§ What is needed:
For the word "FrameUnexpectedSnafu", count the lines in the records below that include it and give only that number.

____

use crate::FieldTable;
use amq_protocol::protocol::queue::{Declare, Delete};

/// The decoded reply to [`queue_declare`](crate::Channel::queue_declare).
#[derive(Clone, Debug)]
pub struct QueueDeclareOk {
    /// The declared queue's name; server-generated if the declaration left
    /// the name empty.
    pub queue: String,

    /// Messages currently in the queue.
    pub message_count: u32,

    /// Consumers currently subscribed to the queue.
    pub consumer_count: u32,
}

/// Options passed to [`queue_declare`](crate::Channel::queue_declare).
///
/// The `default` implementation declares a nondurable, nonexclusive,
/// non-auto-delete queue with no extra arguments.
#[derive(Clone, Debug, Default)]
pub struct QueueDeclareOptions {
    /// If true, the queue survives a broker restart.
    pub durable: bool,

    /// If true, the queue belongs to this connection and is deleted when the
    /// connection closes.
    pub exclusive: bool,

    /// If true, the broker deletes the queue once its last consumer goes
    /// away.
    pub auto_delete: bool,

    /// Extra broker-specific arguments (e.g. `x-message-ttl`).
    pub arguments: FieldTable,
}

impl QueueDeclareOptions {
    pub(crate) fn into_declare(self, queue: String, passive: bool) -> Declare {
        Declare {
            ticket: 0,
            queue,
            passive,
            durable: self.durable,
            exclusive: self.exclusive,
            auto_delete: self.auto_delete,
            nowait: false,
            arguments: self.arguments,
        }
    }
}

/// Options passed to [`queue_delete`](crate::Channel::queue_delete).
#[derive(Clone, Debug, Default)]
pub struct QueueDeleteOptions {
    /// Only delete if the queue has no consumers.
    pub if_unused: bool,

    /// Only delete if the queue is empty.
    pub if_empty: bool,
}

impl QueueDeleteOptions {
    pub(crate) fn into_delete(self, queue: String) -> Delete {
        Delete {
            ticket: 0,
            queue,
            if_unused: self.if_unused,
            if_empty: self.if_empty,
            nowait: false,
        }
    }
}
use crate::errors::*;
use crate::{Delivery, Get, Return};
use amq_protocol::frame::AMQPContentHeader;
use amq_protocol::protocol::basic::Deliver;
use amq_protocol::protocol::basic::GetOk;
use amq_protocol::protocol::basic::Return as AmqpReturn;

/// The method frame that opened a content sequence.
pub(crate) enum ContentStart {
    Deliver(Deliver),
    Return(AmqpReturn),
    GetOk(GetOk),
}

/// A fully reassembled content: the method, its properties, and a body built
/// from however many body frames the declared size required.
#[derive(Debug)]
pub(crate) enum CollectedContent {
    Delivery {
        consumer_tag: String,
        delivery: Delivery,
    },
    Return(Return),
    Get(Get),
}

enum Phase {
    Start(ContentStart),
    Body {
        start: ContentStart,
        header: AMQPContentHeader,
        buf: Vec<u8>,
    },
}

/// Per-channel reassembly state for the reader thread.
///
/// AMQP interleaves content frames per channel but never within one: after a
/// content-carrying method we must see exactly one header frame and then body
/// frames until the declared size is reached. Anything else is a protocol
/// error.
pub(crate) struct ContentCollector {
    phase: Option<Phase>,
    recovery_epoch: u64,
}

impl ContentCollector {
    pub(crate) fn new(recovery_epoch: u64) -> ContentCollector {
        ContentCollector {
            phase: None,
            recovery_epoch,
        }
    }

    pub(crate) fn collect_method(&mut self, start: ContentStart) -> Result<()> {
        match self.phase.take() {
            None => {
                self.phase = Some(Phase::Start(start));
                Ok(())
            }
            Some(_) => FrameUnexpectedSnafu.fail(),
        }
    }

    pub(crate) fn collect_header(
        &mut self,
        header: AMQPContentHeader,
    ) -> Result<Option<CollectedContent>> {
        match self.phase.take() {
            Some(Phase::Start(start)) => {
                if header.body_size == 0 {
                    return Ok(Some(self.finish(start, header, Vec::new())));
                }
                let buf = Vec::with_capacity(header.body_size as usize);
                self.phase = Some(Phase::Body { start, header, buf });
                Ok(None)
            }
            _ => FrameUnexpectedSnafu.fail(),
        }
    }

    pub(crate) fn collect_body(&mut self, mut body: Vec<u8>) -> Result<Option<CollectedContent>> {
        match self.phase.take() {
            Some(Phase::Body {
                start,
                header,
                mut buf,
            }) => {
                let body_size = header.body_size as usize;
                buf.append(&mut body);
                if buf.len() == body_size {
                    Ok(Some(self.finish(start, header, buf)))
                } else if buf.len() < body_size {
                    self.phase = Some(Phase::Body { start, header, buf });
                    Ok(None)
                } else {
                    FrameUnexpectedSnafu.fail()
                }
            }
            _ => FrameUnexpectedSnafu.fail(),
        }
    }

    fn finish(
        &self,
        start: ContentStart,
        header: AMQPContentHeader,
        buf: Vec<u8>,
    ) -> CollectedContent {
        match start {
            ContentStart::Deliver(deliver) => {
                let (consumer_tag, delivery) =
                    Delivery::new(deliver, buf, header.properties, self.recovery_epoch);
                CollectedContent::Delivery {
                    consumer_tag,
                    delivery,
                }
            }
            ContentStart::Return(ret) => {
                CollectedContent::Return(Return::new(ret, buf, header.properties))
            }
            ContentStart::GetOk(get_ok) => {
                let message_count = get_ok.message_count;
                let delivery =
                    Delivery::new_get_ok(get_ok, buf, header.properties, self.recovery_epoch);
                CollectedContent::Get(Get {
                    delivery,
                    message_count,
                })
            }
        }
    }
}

____

§ Answer space:
4